Brief introduction

Current state of the art devoted their efforts to determining how single genome variants could be associated with complex diseases. However, recent studies have shown that while a specific couple of variants may not be associated with the disease, the combination of both of them within a single genome may be. Thus, it is necessary to devote our efforts to studying the impact of variant interactions with such diseases. In this section, we present a use case for the identification of such interactions with two different but complementary methodologies, which we define as separate use cases and experiments.

Introduction of the problem

The discovery of variant groups associated with the disease involves the analysis of over 15 million variants. Studying all the possible combinations of pairs of variants represents more than 6*10¹³ tests. Using the Mare Nostrum 4 (MN4) architecture (165,888 CPU - 1.880 GB/core and 208 GPU - 16GB/each), this process is estimated to take approximately 9 days. This exemplifies how this use case represents an extreme data problem. On the other hand, the combinatorial analysis based on machine learning approaches requires the execution of over 112 million tests, which represents 3 days of continuous analysis using the whole MN4 architecture. Moreover, this calculus is done by computing only pairs of variants. However, the ideal scenario would be computing all the possibilities with the 23 chromosomes. Thus, sets of 23 rather than just pairs. Consequently, the problem would take months of computations using the whole supercomputer.

How NEARDATA will address the challenge

Traditional association testing methods often overlook the combined contribution of multiple genomic variants to disease development. Machine learning (ML) approaches have emerged as promising tools for identifying variant groups and assessing their impact on disease risk. However, the structure of genomic datasets, characterized by millions of features across a relatively limited number of individuals, poses significant challenges for the effective application of ML techniques. To address this, we implement a combinatorial strategy that aligns with the statistical constraints of ML methodologies. The genomic data is first partitioned into manageable chunks that conform to the computational limitations of ML tools, ensuring robust analytical performance. These chunks are then paired and analysed for their association with the disease. This approach enables scalable, genome-wide analysis and contributes to enhanced understanding of disease mechanisms, with potential implications for early detection and precision medicine.
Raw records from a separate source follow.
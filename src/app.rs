use std::net::TcpListener;
use std::sync::Arc;

use axum::{Router, routing};
use parking_lot::RwLock;
use tokio_util::sync::CancellationToken;
use tower_http::trace::TraceLayer;
use tracing::{error, info};

use crate::cache::Cache;
use crate::engine::Handle;
use crate::store::{BlockStore, RoundStore};
use crate::{account, health, tiering};

/// Everything the responders read from.
pub struct State {
    pub id: account::NodeId,
    pub engine: Handle,
    pub blocks: Arc<dyn BlockStore>,
    pub rounds: Arc<dyn RoundStore>,
    pub cache: Arc<Cache>,
    pub reports: Arc<health::Reports>,
    pub tiering: Option<Arc<RwLock<tiering::Stats>>>,
}

mod handlers {
    use super::*;

    use axum::extract;
    use axum::http::StatusCode;
    use axum::response::{IntoResponse, Response as HttpResponse};
    use axum::Json;
    use serde::{Serialize, Deserialize};

    use crate::msg::{ticket, Response};
    use crate::{block, engine, store};

    #[derive(Debug, thiserror::Error)]
    pub enum Error {
        #[error("not found")]
        NotFound,
        #[error("storage: {0}")]
        Store(#[from] store::Error),
        #[error("engine: {0}")]
        Engine(#[from] engine::Error),
    }

    impl IntoResponse for Error {
        fn into_response(self) -> HttpResponse {
            let status = match &self {
                Error::NotFound => StatusCode::NOT_FOUND,
                Error::Store(e) if e.is_not_found() => StatusCode::NOT_FOUND,
                Error::Store(_) => StatusCode::INTERNAL_SERVER_ERROR,
                Error::Engine(_) => StatusCode::SERVICE_UNAVAILABLE,
            };
            (status, self.to_string()).into_response()
        }
    }

    #[derive(Deserialize)]
    pub struct RoundQuery {
        round: i64,
    }

    #[derive(Deserialize)]
    pub struct BlockQuery {
        round: i64,
        hash: Option<String>,
    }

    #[derive(Deserialize)]
    pub struct TxnQuery {
        hash: String,
    }

    #[derive(Serialize, Deserialize)]
    pub struct Health {
        pub id: account::NodeId,
        pub status: engine::Status,
        pub health: Vec<health::Report>,
        pub tiering: Option<tiering::Stats>,
    }

    pub async fn latest_round(extract::State(state): extract::State<Arc<State>>) -> Result<Json<Response>, Error> {
        let round = state.rounds.get(state.engine.current_round()).await?;
        Ok(Json(Response::Round(round)))
    }

    pub async fn round(
        extract::State(state): extract::State<Arc<State>>,
        extract::Query(q): extract::Query<RoundQuery>,
    ) -> Result<Json<Response>, Error> {
        Ok(Json(Response::Round(state.rounds.get(q.round).await?)))
    }

    pub async fn block(
        extract::State(state): extract::State<Arc<State>>,
        extract::Query(q): extract::Query<BlockQuery>,
    ) -> Result<Json<Response>, Error> {
        let hash = match q.hash {
            Some(hash) if block::is_hash(&hash) => hash,
            Some(_) => return Err(Error::NotFound),
            None => state.rounds.block_hash(q.round).await?,
        };
        if let Some(b) = state.cache.block(&hash) {
            return Ok(Json(Response::Block(b.as_ref().clone())));
        }
        Ok(Json(Response::Block(state.blocks.read(&hash, q.round).await?)))
    }

    pub async fn lfb_ticket(extract::State(state): extract::State<Arc<State>>) -> Json<Response> {
        Json(Response::Ticket(ticket::Ticket {
            round: state.engine.current_round(),
            timestamp: chrono::Utc::now().timestamp(),
            sharder: state.id.clone(),
        }))
    }

    pub async fn receive(
        extract::State(state): extract::State<Arc<State>>,
        Json(b): Json<block::Block>,
    ) -> Result<StatusCode, Error> {
        // a full queue answers 503, the round comes back through sync
        state.engine.try_submit(b)?;
        Ok(StatusCode::ACCEPTED)
    }

    pub async fn txn_summary(
        extract::State(state): extract::State<Arc<State>>,
        extract::Query(q): extract::Query<TxnQuery>,
    ) -> Result<Json<Response>, Error> {
        let summary = state.cache.txn_summary(&q.hash).ok_or(Error::NotFound)?;
        Ok(Json(Response::Confirmation(summary)))
    }

    pub async fn health(extract::State(state): extract::State<Arc<State>>) -> Json<Health> {
        Json(Health {
            id: state.id.clone(),
            status: state.engine.status(),
            health: state.reports.snapshot(),
            tiering: state.tiering.as_ref().map(|stats| stats.read().clone()),
        })
    }
}

pub fn router(state: Arc<State>) -> Router {
    Router::new()
        .route("/v1/round/latest", routing::get(handlers::latest_round))
        .route("/v1/round/get", routing::get(handlers::round))
        .route("/v1/block/get", routing::get(handlers::block))
        .route("/v1/lfb_ticket", routing::get(handlers::lfb_ticket))
        .route("/v1/block/receive", routing::post(handlers::receive))
        .route("/v1/transaction/summary", routing::get(handlers::txn_summary))
        .route("/_health", routing::get(handlers::health))
        .layer(TraceLayer::new_for_http())
        .with_state(state)
}

/// Serves the node's routes until the token is cancelled.
pub async fn serve(listener: TcpListener, state: Arc<State>, token: CancellationToken) {
    let addr = listener.local_addr().ok();
    let server = match axum::Server::from_tcp(listener) {
        Ok(server) => server,
        Err(e) => {
            error!(error = %e, "cannot serve on listener");
            return;
        }
    };
    info!(?addr, "serving");
    let shutdown = async move { token.cancelled().await };
    if let Err(e) = server
        .serve(router(state).into_make_service())
        .with_graceful_shutdown(shutdown)
        .await
    {
        error!(error = %e, "server failed");
    }
    info!("server stopped");
}
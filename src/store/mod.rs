//! Durable block and round storage.
//!
//! Every block backend implements [`BlockStore`]; the composite and tiered
//! stores are themselves just more implementations fanning out to others.
//! Which one a node runs is picked once at startup from
//! [`config::Storage::provider`](crate::config::Storage).

use std::collections::VecDeque;
use std::sync::Arc;
use std::time::Duration;

use async_trait::async_trait;
use parking_lot::Mutex;

use crate::{block, config};

pub mod fs;
pub mod http;
pub mod kv;
pub mod mem;
pub mod multi;
pub mod round;
pub mod tiered;

pub use round::RoundStore;

#[derive(Debug, thiserror::Error)]
pub enum Error {
    #[error("block {0} not found")]
    NotFound(String),
    #[error("round {0} not found")]
    RoundNotFound(i64),
    #[error("io: {0}")]
    Io(#[from] std::io::Error),
    #[error("kv: {0}")]
    Kv(#[from] sled::Error),
    #[error("encoding: {0}")]
    Encoding(#[from] serde_json::Error),
    #[error("http: {0}")]
    Http(#[from] reqwest::Error),
    #[error("remote store answered {0}")]
    Status(reqwest::StatusCode),
    #[error("{0} is not a block hash")]
    BadKey(String),
    #[error("stored block {stored} under key {key}")]
    Corrupt { key: String, stored: String },
}

impl Error {
    pub fn is_not_found(&self) -> bool {
        matches!(self, Error::NotFound(_) | Error::RoundNotFound(_))
    }
}

#[async_trait]
pub trait BlockStore: Send + Sync {
    async fn write(&self, b: &block::Block) -> Result<(), Error>;

    async fn read(&self, hash: &str, round: i64) -> Result<block::Block, Error>;

    async fn exists(&self, hash: &str) -> bool;

    async fn delete(&self, hash: &str, round: i64) -> Result<(), Error>;
}

/// Opens the block backend named by the configuration.
pub fn open(cfg: &config::Storage) -> Result<Arc<dyn BlockStore>, Error> {
    let store: Arc<dyn BlockStore> = match cfg.provider {
        config::Provider::Fs => Arc::new(fs::FsBlockStore::new(&cfg.blocks_dir)),
        config::Provider::Kv => Arc::new(kv::KvBlockStore::open(&cfg.blocks_db)?),
        config::Provider::Multi => Arc::new(multi::MultiBlockStore::new(vec![
            Arc::new(fs::FsBlockStore::new(&cfg.blocks_dir)),
            Arc::new(kv::KvBlockStore::open(&cfg.blocks_db)?),
        ])),
        config::Provider::Mem => Arc::new(mem::MemBlockStore::default()),
    };
    Ok(store)
}

/// Opens the round backend that goes with a block backend.
pub fn open_rounds(cfg: &config::Storage) -> Result<Arc<dyn RoundStore>, Error> {
    let store: Arc<dyn RoundStore> = match cfg.provider {
        config::Provider::Mem => Arc::new(round::MemRoundStore::default()),
        _ => Arc::new(round::KvRoundStore::open(&cfg.rounds_db)?),
    };
    Ok(store)
}

const SAVE_SAMPLES: usize = 1000;
const SAVE_WARMUP: usize = 100;

/// Running block save latency, used to flag unusually slow writes.
#[derive(Debug, Default)]
pub struct SaveTimer {
    samples: Mutex<VecDeque<Duration>>,
}

impl SaveTimer {
    /// Records a sample, returning the p95 it was compared to when it is
    /// more than twice as slow.
    pub fn record(&self, took: Duration) -> Option<Duration> {
        let mut samples = self.samples.lock();
        let slow = if samples.len() >= SAVE_WARMUP {
            let p95 = Self::p95(&samples);
            (took > p95 * 2).then_some(p95)
        } else {
            None
        };
        if samples.len() == SAVE_SAMPLES {
            samples.pop_front();
        }
        samples.push_back(took);
        slow
    }

    pub fn count(&self) -> usize {
        self.samples.lock().len()
    }

    fn p95(samples: &VecDeque<Duration>) -> Duration {
        let mut sorted: Vec<_> = samples.iter().copied().collect();
        sorted.sort_unstable();
        let idx = ((sorted.len() * 95) / 100).min(sorted.len() - 1);
        sorted[idx]
    }
}

#[cfg(test)]
pub mod tests {
    use super::*;
    use crate::account;

    pub fn chain(n: i64) -> Vec<block::Block> {
        let miner = account::Keypair::gen();
        let mut prev = block::Block::genesis();
        let mut out = Vec::new();
        for _ in 0..n {
            let b = block::Builder::new(&prev).finalize(&miner);
            prev = b.clone();
            out.push(b);
        }
        out
    }

    /// Exercises the contract every backend must meet.
    pub async fn contract(store: &dyn BlockStore) {
        let blocks = chain(3);
        assert!(!store.exists(&blocks[0].hash).await);
        assert!(store.read(&blocks[0].hash, 1).await.unwrap_err().is_not_found());
        for b in &blocks {
            store.write(b).await.unwrap();
        }
        // rewrites are idempotent
        store.write(&blocks[1]).await.unwrap();
        for b in &blocks {
            assert!(store.exists(&b.hash).await);
            assert_eq!(&store.read(&b.hash, b.round).await.unwrap(), b);
        }
        store.delete(&blocks[2].hash, 3).await.unwrap();
        assert!(!store.exists(&blocks[2].hash).await);
        assert!(store.read(&blocks[2].hash, 3).await.unwrap_err().is_not_found());
    }

    #[test]
    fn save_timer() {
        let timer = SaveTimer::default();
        for _ in 0..SAVE_WARMUP {
            assert_eq!(timer.record(Duration::from_millis(10)), None);
        }
        assert_eq!(timer.record(Duration::from_millis(15)), None);
        assert_eq!(timer.record(Duration::from_millis(50)), Some(Duration::from_millis(10)));
        for _ in 0..SAVE_SAMPLES * 2 {
            timer.record(Duration::from_millis(1));
        }
        assert_eq!(timer.count(), SAVE_SAMPLES);
    }

    #[tokio::test]
    async fn open_mem() {
        let cfg = config::Storage { provider: config::Provider::Mem, ..Default::default() };
        let store = open(&cfg).unwrap();
        contract(store.as_ref()).await;
        let rounds = open_rounds(&cfg).unwrap();
        assert!(rounds.most_recent().await.unwrap_err().is_not_found());
    }

    #[tokio::test]
    async fn open_multi() {
        let dir = tempfile::tempdir().unwrap();
        let cfg = config::Storage {
            provider: config::Provider::Multi,
            blocks_dir: dir.path().join("blocks"),
            blocks_db: dir.path().join("blocksdb"),
            rounds_db: dir.path().join("rounds"),
            ..Default::default()
        };
        let store = open(&cfg).unwrap();
        contract(store.as_ref()).await;
    }
}
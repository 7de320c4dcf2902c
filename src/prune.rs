//! Drops round records that have fallen far behind the current round.
//!
//! Only the round store is touched. Progress belongs to the engine, so the
//! worker reads the current round from its handle and nothing more.

use std::sync::Arc;

use tokio_util::sync::CancellationToken;
use tracing::{debug, error, info};

use crate::config;
use crate::engine::Handle;
use crate::store::{self, RoundStore};

pub struct Worker {
    cfg: config::Prune,
    rounds: Arc<dyn RoundStore>,
    engine: Handle,
}

impl Worker {
    pub fn new(cfg: config::Prune, rounds: Arc<dyn RoundStore>, engine: Handle) -> Self {
        Self { cfg, rounds, engine }
    }

    /// Prunes everything below `current - keep_rounds`, returning how many records went.
    pub async fn pass(&self) -> Result<usize, store::Error> {
        let below = self.engine.current_round() - self.cfg.keep_rounds;
        if below <= 0 {
            return Ok(0);
        }
        let pruned = self.rounds.prune_below(below).await?;
        debug!(below, pruned, "pruned round records");
        Ok(pruned)
    }

    pub async fn run(self, token: CancellationToken) {
        if !self.cfg.enabled {
            return;
        }
        loop {
            tokio::select! {
                _ = token.cancelled() => break,
                _ = tokio::time::sleep(self.cfg.interval()) => {
                    match self.pass().await {
                        Ok(pruned) => info!(pruned, round = self.engine.current_round(), "prune pass done"),
                        Err(e) => error!(error = %e, "pruning round records failed"),
                    }
                }
            }
        }
        info!("pruning stopped");
    }
}
use ed25519_dalek::{self, Verifier, Signer};
use rand::rngs::OsRng;
use sha2::{Sha256, Digest};
use std::path::Path;

pub type NodeId = String;
pub type PublicKey = ed25519_dalek::PublicKey;
pub type Signature = ed25519_dalek::Signature;

#[derive(Debug, thiserror::Error)]
pub enum Error {
    #[error("reading keys file {path}: {source}")]
    Read { path: String, source: std::io::Error },
    #[error("malformed keys file: {0}")]
    Malformed(&'static str),
    #[error("bad key material: {0}")]
    Key(#[from] ed25519_dalek::SignatureError),
    #[error("bad hex: {0}")]
    Hex(#[from] hex::FromHexError),
}

/// Node ids are the hex sha256 of the raw public key.
pub fn id_of(pk: &PublicKey) -> NodeId {
    hex::encode(Sha256::digest(pk.as_bytes()))
}

pub fn public_key_from_hex(s: &str) -> Result<PublicKey, Error> {
    Ok(PublicKey::from_bytes(&hex::decode(s)?)?)
}

pub fn signature_from_hex(s: &str) -> Result<Signature, Error> {
    let bytes = hex::decode(s)?;
    Ok(Signature::try_from(bytes.as_slice())?)
}

/// Checks a hex signature over the raw bytes of a hex content hash.
pub fn verify_hash(pk: &PublicKey, hash: &str, sig: &str) -> bool {
    let (Ok(msg), Ok(sig)) = (hex::decode(hash), signature_from_hex(sig)) else {
        return false;
    };
    pk.verify(&msg, &sig).is_ok()
}

#[derive(Debug)]
pub struct Keypair {
    pub kp: ed25519_dalek::Keypair
}

impl Keypair {
    pub fn gen() -> Self {
        let mut csprng = OsRng {};
        Self { kp: ed25519_dalek::Keypair::generate(&mut csprng) }
    }

    /// Keys file: public key hex on the first line, secret key hex on the second.
    pub fn from_file(path: impl AsRef<Path>) -> Result<Self, Error> {
        let path = path.as_ref();
        let text = std::fs::read_to_string(path).map_err(|source| Error::Read {
            path: path.display().to_string(),
            source
        })?;
        Self::parse(&text)
    }

    pub fn parse(text: &str) -> Result<Self, Error> {
        let mut lines = text.lines().map(str::trim).filter(|l| !l.is_empty());
        let public = lines.next().ok_or(Error::Malformed("missing public key"))?;
        let secret = lines.next().ok_or(Error::Malformed("missing secret key"))?;
        let secret = ed25519_dalek::SecretKey::from_bytes(&hex::decode(secret)?)?;
        let derived = PublicKey::from(&secret);
        if hex::encode(derived.as_bytes()) != public.to_lowercase() {
            return Err(Error::Malformed("public key does not match secret key"));
        }
        Ok(Self { kp: ed25519_dalek::Keypair { secret, public: derived } })
    }

    pub fn to_file_contents(&self) -> String {
        format!(
            "{}\n{}\n",
            hex::encode(self.kp.public.as_bytes()),
            hex::encode(self.kp.secret.as_bytes())
        )
    }

    pub fn id(&self) -> NodeId {
        id_of(&self.kp.public)
    }

    pub fn public_hex(&self) -> String {
        hex::encode(self.kp.public.as_bytes())
    }

    /// Signs the raw bytes behind a hex content hash, returning hex.
    pub fn sign_hash(&self, hash: &str) -> String {
        let msg = hex::decode(hash).unwrap_or_else(|_| hash.as_bytes().to_vec());
        hex::encode(self.kp.sign(&msg).to_bytes())
    }
}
The substantial volume of data stored in genomic datasets, often encompassing tens of millions of variants across hundreds of thousands of individuals, presents a significant challenge for efficient data ingestion. To ensure optimal performance and avoid computational bottlenecks, it is critical to minimize redundant read operations from the same file. This is particularly relevant when working with formats such as Variant Call Format (VCF), Binary Call Format (BCF), or scalable alternatives like Apache Parquet, which support columnar storage and compression. To address these challenges, the ingestion process is designed to partition the data into discrete chunks that can be processed in parallel. This approach reduces I/O overhead and enables distributed execution using Lithops in combination with DataPlug, facilitating efficient data access and transfer and, thus, allowing the scalable ingestion and processing of large genomic datasets.

How it will work

To enable such solutions, we implemented four main connectors:

• Data shuffle and partitioning connector: this connector reads the input data, shuffles its contents, mixing the variants, and splits it into several partitions. This provides partitions that are already disordered and can be later used by the data analytics engine that has been implemented.
• Auto-scaling connector: this component leverages a time-series-based forecasting model, predicting resources available in supercomputers, to later auto-scale the amount of resources allocated to the Lithops-HPC backends. This achieves dynamic resource handling of the infrastructure transparently and efficiently. With this connector, the users no longer need to decide on resources for themselves.
• ML accelerator connector: this component allows running the required random forest analytics based on XGBoost on multiple GPUs, splitting the data. For this, the Dask library has been merged together with the Data Plug partitioner.
• HPC connector: this connector is the main component of Lithops-HPC. It connects the Lithops architecture with HPC platforms, enabling not only the usage of HPC computing resources but also handling heterogeneous supercomputing systems. This allows us to dynamically run on GPUs and CPU partitions, as well as enabling running on other devices (i.e., FPGAs) when available.

Summary of some results

The development of the HPC extreme data connector and its integration within Lithops has allowed for speed-up improvements of up to 36x in the data ingestion of the GWD use-case, solving its main bottleneck. Moreover, further improvements on the hyperparameter tuning and selection improved its performance by another 5x. On the other hand, the Lithops-HPC data connector not only has improved performance but also the user experience by providing a much easier handling of the supercomputing resources. This enhancement allows non-technical users to manage the supercomputer and launch the GWD use-case without dealing with the hurdles of HPC resource management. Such efficiency has been further boosted by integrating the auto-scaler connectors that allow Lithops-HPC to dynamically adapt resources to foreseen demands.